Below are parenting principles as God impresses them on my heart.

  1. Don’t appeal to pride for obedience. Teachers, in fact, often appeal to a boy’s Pride, or, as they call it, his self-respect, to make him behave decently: many a man has overcome cowardice, or lust, or ill-temper, by learning to think that they are beneath his dignity – that is, by Pride.
  2. Don’t let selfishness dictate discipline. Inconvenience to self is not a reason to discipline. Is the heart sinful when your child is inconveniencing you? Is your anger in proportion to the degree to which you are inconvenienced?
  3. Create an attitude of dependency and receiving. The opposite of appealing to pride is appealing to our sense of dependency. The best way to practically do this is to pray and ask Jesus to help us in our weakness.
  4. Punish with consistent forms: Don’t capitalize on bad behavior to punish with unlikable tasks. Examples of this might be, Caleb doesn’t like to get ready for bed. It is getting late and parents are dreading putting him to bed because it means fighting the will. Caleb acts up and disobeys. Mom and Dad’s punishment is you now have to “go to bed.” The root problem with this kind of parenting is confusing consequences for sin with lame things in life. The child may reason (and rightly so because he is being trained this way), If I am bad, the consequence I will receive is exactly what is going to happen anyway, even if I am good. Caleb will eventually deduce that me sending him to bed is my laziness in discipline trying to take shortcuts by killing two birds with one stone.
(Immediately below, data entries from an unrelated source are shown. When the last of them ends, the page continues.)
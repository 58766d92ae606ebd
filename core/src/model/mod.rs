// coursecart/src/model/mod.rs

//! Data types shared across the crate: courses and their pricing, money,
//! users and purchase records.

pub mod course;
pub mod money;
pub mod purchase;
pub mod user;

pub use course::{AttemptPrice, Category, Course, CourseRef, CourseType, FlatPricing, ModePricing, PricingModel, Subcategory};
pub use money::{Paise, Price, Rupees};
pub use purchase::{
  PaymentMethod, PendingPurchase, PurchaseReceipt, PurchaseRecordRequest, UpiPurchaseRequest, Verification,
};
pub use user::User;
  5. Monitor with dependent vigilance what parental techniques are reaching the heart (i.e. when does it look like my kids are really listening). Monitor the environments that these rare opportunities present themselves and then work like crazy to reproduce them.
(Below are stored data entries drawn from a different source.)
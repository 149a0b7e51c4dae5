//! Absolute I/O deadlines on a raw transport.
//!
//! A deadline is an absolute instant after which reads and writes fail with
//! `io::ErrorKind::TimedOut` instead of blocking. It applies to every future
//! I/O call, not just the next one, until it is moved or cleared.

use std::future::Future;
use std::io;
use std::pin::Pin;
use std::task::{Context, Poll};

use tokio::io::{AsyncRead, AsyncWrite, ReadBuf};
use tokio::time::{sleep_until, Instant, Sleep};

/// A transport the idle-deadline wrapper can push deadlines onto.
///
/// Implemented by [`DeadlineStream`] and by TLS streams layered over a
/// transport, which forward the deadline to the socket underneath.
pub trait Transport: AsyncRead + AsyncWrite + Unpin + Send + 'static {
    /// Set the absolute deadline for all future I/O.
    fn set_deadline(&mut self, deadline: Instant) -> io::Result<()>;
}

/// A raw stream with an optional absolute deadline.
#[derive(Debug)]
pub struct DeadlineStream<S> {
    inner: S,
    deadline: Option<Pin<Box<Sleep>>>,
    shut_down: bool,
}

impl<S> DeadlineStream<S> {
    pub fn new(inner: S) -> Self {
        Self {
            inner,
            deadline: None,
            shut_down: false,
        }
    }

    /// Arm or move the deadline. Fails once the stream has been shut down.
    pub fn set_deadline(&mut self, deadline: Instant) -> io::Result<()> {
        if self.shut_down {
            return Err(io::Error::new(
                io::ErrorKind::NotConnected,
                "cannot set deadline on a closed stream",
            ));
        }
        match self.deadline.as_mut() {
            Some(sleep) => sleep.as_mut().reset(deadline),
            None => self.deadline = Some(Box::pin(sleep_until(deadline))),
        }
        Ok(())
    }

    /// Remove the deadline; I/O blocks indefinitely again.
    pub fn clear_deadline(&mut self) {
        self.deadline = None;
    }

    /// Currently armed deadline, if any.
    pub fn deadline(&self) -> Option<Instant> {
        self.deadline.as_ref().map(|sleep| sleep.deadline())
    }

    pub fn get_ref(&self) -> &S {
        &self.inner
    }

    pub fn get_mut(&mut self) -> &mut S {
        &mut self.inner
    }

    pub fn into_inner(self) -> S {
        self.inner
    }

    /// `Err` once the deadline has passed. Registers the waker otherwise so
    /// a blocked operation is woken when the deadline fires.
    fn poll_expired(&mut self, cx: &mut Context<'_>) -> io::Result<()> {
        let expired = match self.deadline.as_mut() {
            Some(sleep) => sleep.as_mut().poll(cx).is_ready(),
            None => false,
        };
        if expired {
            Err(io::Error::new(
                io::ErrorKind::TimedOut,
                "i/o deadline exceeded",
            ))
        } else {
            Ok(())
        }
    }
}

impl<S: AsyncRead + Unpin> AsyncRead for DeadlineStream<S> {
    fn poll_read(
        self: Pin<&mut Self>,
        cx: &mut Context<'_>,
        buf: &mut ReadBuf<'_>,
    ) -> Poll<io::Result<()>> {
        let this = self.get_mut();
        this.poll_expired(cx)?;
        Pin::new(&mut this.inner).poll_read(cx, buf)
    }
}

impl<S: AsyncWrite + Unpin> AsyncWrite for DeadlineStream<S> {
    fn poll_write(
        self: Pin<&mut Self>,
        cx: &mut Context<'_>,
        buf: &[u8],
    ) -> Poll<io::Result<usize>> {
        let this = self.get_mut();
        this.poll_expired(cx)?;
        Pin::new(&mut this.inner).poll_write(cx, buf)
    }

    fn poll_flush(self: Pin<&mut Self>, cx: &mut Context<'_>) -> Poll<io::Result<()>> {
        let this = self.get_mut();
        this.poll_expired(cx)?;
        Pin::new(&mut this.inner).poll_flush(cx)
    }

    fn poll_shutdown(self: Pin<&mut Self>, cx: &mut Context<'_>) -> Poll<io::Result<()>> {
        let this = self.get_mut();
        this.shut_down = true;
        Pin::new(&mut this.inner).poll_shutdown(cx)
    }
}

impl<S> Transport for DeadlineStream<S>
where
    S: AsyncRead + AsyncWrite + Unpin + Send + 'static,
{
    fn set_deadline(&mut self, deadline: Instant) -> io::Result<()> {
        DeadlineStream::set_deadline(self, deadline)
    }
}

impl<S: Transport> Transport for tokio_rustls::server::TlsStream<S> {
    fn set_deadline(&mut self, deadline: Instant) -> io::Result<()> {
        self.get_mut().0.set_deadline(deadline)
    }
}

impl<S: Transport> Transport for tokio_rustls::client::TlsStream<S> {
    fn set_deadline(&mut self, deadline: Instant) -> io::Result<()> {
        self.get_mut().0.set_deadline(deadline)
    }
}

impl Transport for Box<dyn Transport> {
    fn set_deadline(&mut self, deadline: Instant) -> io::Result<()> {
        (**self).set_deadline(deadline)
    }
}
  6. Anger is a sure fire way of closing down communication channels and addressing the heart. Anger can be effective at modifying behavior, which is why it is so dangerous as a parent. It is so important to monitor the heart.
  7. Children are not impressed with daddy’s accomplishments. Children are impressed when daddy cares for his kids. It is so refreshing that my kids don’t care what I do. They only care that I love them. Incredible. I wish I were more like them.
  8. Monitoring friends is a crucial role as a parent. Intervention seems to be most important when my kids look up to and respect someone with ungodly character. Interaction with ungodliness is inevitable and necessary. However, when my kids begin respecting someone who is ungodly, that is when I must ring the alarm!